##### Data shown #####
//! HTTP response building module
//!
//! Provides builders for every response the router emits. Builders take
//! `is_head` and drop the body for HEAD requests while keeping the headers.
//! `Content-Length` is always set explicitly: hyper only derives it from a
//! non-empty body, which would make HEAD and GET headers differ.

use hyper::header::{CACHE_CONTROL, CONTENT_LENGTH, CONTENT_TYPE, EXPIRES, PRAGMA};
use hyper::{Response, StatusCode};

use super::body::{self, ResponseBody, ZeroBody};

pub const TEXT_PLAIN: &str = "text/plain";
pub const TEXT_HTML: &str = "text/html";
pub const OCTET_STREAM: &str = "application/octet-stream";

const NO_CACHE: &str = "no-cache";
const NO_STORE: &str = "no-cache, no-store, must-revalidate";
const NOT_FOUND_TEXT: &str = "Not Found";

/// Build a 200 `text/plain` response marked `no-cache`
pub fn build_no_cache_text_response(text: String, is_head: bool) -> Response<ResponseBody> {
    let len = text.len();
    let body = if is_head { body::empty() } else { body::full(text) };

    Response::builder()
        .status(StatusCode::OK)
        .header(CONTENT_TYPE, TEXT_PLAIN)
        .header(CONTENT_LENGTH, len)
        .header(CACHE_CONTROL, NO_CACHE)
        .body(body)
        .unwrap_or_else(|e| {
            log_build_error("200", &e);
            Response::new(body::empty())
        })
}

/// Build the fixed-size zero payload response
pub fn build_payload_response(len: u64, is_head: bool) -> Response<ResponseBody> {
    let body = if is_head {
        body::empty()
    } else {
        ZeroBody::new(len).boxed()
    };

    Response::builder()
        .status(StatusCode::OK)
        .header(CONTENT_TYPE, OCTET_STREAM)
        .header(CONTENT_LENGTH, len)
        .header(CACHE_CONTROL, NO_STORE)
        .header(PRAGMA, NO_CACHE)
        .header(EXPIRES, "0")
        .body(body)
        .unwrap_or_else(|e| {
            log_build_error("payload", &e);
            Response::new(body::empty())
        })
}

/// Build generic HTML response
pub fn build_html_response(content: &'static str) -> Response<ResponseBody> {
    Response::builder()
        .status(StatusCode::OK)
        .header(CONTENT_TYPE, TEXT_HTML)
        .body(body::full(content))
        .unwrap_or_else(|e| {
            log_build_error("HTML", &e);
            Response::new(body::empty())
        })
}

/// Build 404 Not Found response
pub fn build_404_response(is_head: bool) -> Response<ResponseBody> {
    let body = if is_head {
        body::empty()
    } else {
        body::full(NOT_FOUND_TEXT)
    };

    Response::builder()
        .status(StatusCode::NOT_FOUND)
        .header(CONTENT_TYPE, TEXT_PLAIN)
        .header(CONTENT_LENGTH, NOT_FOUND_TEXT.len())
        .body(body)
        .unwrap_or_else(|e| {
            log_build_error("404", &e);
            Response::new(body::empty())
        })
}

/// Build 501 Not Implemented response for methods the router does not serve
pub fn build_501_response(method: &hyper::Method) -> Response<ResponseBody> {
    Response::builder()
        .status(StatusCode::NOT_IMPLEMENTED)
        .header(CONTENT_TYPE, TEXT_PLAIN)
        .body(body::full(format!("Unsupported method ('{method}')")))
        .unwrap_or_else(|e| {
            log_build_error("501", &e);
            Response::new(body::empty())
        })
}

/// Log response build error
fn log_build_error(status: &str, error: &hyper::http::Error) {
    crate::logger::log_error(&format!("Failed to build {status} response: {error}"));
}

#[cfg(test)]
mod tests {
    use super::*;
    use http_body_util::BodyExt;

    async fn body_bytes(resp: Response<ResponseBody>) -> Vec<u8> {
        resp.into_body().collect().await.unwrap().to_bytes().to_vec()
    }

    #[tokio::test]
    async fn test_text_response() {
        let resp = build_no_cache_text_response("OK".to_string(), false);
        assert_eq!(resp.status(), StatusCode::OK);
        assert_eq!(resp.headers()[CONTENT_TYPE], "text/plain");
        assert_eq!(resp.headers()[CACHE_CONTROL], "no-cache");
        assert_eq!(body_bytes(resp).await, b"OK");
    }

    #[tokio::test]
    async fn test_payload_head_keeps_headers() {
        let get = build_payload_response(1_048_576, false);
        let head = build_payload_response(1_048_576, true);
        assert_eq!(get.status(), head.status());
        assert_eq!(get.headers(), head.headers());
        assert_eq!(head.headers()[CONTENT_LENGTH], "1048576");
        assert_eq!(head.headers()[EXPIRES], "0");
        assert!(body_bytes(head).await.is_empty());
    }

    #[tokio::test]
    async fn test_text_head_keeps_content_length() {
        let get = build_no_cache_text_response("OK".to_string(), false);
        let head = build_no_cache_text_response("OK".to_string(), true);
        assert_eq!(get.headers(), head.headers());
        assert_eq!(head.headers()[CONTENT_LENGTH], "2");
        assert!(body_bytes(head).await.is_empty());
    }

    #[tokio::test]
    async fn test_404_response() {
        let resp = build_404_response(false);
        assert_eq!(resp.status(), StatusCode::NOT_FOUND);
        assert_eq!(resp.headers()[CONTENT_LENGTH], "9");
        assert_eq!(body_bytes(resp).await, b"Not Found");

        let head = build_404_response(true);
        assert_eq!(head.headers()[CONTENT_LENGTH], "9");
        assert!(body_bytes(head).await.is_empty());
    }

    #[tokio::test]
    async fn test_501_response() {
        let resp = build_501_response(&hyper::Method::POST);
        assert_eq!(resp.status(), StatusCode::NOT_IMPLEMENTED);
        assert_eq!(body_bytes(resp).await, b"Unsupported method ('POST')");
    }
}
#####
▶ **Assignment**:
Give the entries again exactly as they stand.

▶ **Answer box**:
//! HTTP response building module
//!
//! Provides builders for every response the router emits. Builders take
//! `is_head` and drop the body for HEAD requests while keeping the headers.
//! `Content-Length` is always set explicitly: hyper only derives it from a
//! non-empty body, which would make HEAD and GET headers differ.

use hyper::header::{CACHE_CONTROL, CONTENT_LENGTH, CONTENT_TYPE, EXPIRES, PRAGMA};
use hyper::{Response, StatusCode};

use super::body::{self, ResponseBody, ZeroBody};

pub const TEXT_PLAIN: &str = "text/plain";
pub const TEXT_HTML: &str = "text/html";
pub const OCTET_STREAM: &str = "application/octet-stream";

const NO_CACHE: &str = "no-cache";
const NO_STORE: &str = "no-cache, no-store, must-revalidate";
const NOT_FOUND_TEXT: &str = "Not Found";

/// Build a 200 `text/plain` response marked `no-cache`
pub fn build_no_cache_text_response(text: String, is_head: bool) -> Response<ResponseBody> {
    let len = text.len();
    let body = if is_head { body::empty() } else { body::full(text) };

    Response::builder()
        .status(StatusCode::OK)
        .header(CONTENT_TYPE, TEXT_PLAIN)
        .header(CONTENT_LENGTH, len)
        .header(CACHE_CONTROL, NO_CACHE)
        .body(body)
        .unwrap_or_else(|e| {
            log_build_error("200", &e);
            Response::new(body::empty())
        })
}

/// Build the fixed-size zero payload response
pub fn build_payload_response(len: u64, is_head: bool) -> Response<ResponseBody> {
    let body = if is_head {
        body::empty()
    } else {
        ZeroBody::new(len).boxed()
    };

    Response::builder()
        .status(StatusCode::OK)
        .header(CONTENT_TYPE, OCTET_STREAM)
        .header(CONTENT_LENGTH, len)
        .header(CACHE_CONTROL, NO_STORE)
        .header(PRAGMA, NO_CACHE)
        .header(EXPIRES, "0")
        .body(body)
        .unwrap_or_else(|e| {
            log_build_error("payload", &e);
            Response::new(body::empty())
        })
}

/// Build generic HTML response
pub fn build_html_response(content: &'static str) -> Response<ResponseBody> {
    Response::builder()
        .status(StatusCode::OK)
        .header(CONTENT_TYPE, TEXT_HTML)
        .body(body::full(content))
        .unwrap_or_else(|e| {
            log_build_error("HTML", &e);
            Response::new(body::empty())
        })
}

/// Build 404 Not Found response
pub fn build_404_response(is_head: bool) -> Response<ResponseBody> {
    let body = if is_head {
        body::empty()
    } else {
        body::full(NOT_FOUND_TEXT)
    };

    Response::builder()
        .status(StatusCode::NOT_FOUND)
        .header(CONTENT_TYPE, TEXT_PLAIN)
        .header(CONTENT_LENGTH, NOT_FOUND_TEXT.len())
        .body(body)
        .unwrap_or_else(|e| {
            log_build_error("404", &e);
            Response::new(body::empty())
        })
}

/// Build 501 Not Implemented response for methods the router does not serve
pub fn build_501_response(method: &hyper::Method) -> Response<ResponseBody> {
    Response::builder()
        .status(StatusCode::NOT_IMPLEMENTED)
        .header(CONTENT_TYPE, TEXT_PLAIN)
        .body(body::full(format!("Unsupported method ('{method}')")))
        .unwrap_or_else(|e| {
            log_build_error("501", &e);
            Response::new(body::empty())
        })
}

/// Log response build error
fn log_build_error(status: &str, error: &hyper::http::Error) {
    crate::logger::log_error(&format!("Failed to build {status} response: {error}"));
}

#[cfg(test)]
mod tests {
    use super::*;
    use http_body_util::BodyExt;

    async fn body_bytes(resp: Response<ResponseBody>) -> Vec<u8> {
        resp.into_body().collect().await.unwrap().to_bytes().to_vec()
    }

    #[tokio::test]
    async fn test_text_response() {
        let resp = build_no_cache_text_response("OK".to_string(), false);
        assert_eq!(resp.status(), StatusCode::OK);
        assert_eq!(resp.headers()[CONTENT_TYPE], "text/plain");
        assert_eq!(resp.headers()[CACHE_CONTROL], "no-cache");
        assert_eq!(body_bytes(resp).await, b"OK");
    }

    #[tokio::test]
    async fn test_payload_head_keeps_headers() {
        let get = build_payload_response(1_048_576, false);
        let head = build_payload_response(1_048_576, true);
        assert_eq!(get.status(), head.status());
        assert_eq!(get.headers(), head.headers());
        assert_eq!(head.headers()[CONTENT_LENGTH], "1048576");
        assert_eq!(head.headers()[EXPIRES], "0");
        assert!(body_bytes(head).await.is_empty());
    }

    #[tokio::test]
    async fn test_text_head_keeps_content_length() {
        let get = build_no_cache_text_response("OK".to_string(), false);
        let head = build_no_cache_text_response("OK".to_string(), true);
        assert_eq!(get.headers(), head.headers());
        assert_eq!(head.headers()[CONTENT_LENGTH], "2");
        assert!(body_bytes(head).await.is_empty());
    }

    #[tokio::test]
    async fn test_404_response() {
        let resp = build_404_response(false);
        assert_eq!(resp.status(), StatusCode::NOT_FOUND);
        assert_eq!(resp.headers()[CONTENT_LENGTH], "9");
        assert_eq!(body_bytes(resp).await, b"Not Found");

        let head = build_404_response(true);
        assert_eq!(head.headers()[CONTENT_LENGTH], "9");
        assert!(body_bytes(head).await.is_empty());
    }

    #[tokio::test]
    async fn test_501_response() {
        let resp = build_501_response(&hyper::Method::POST);
        assert_eq!(resp.status(), StatusCode::NOT_IMPLEMENTED);
        assert_eq!(body_bytes(resp).await, b"Unsupported method ('POST')");
    }
}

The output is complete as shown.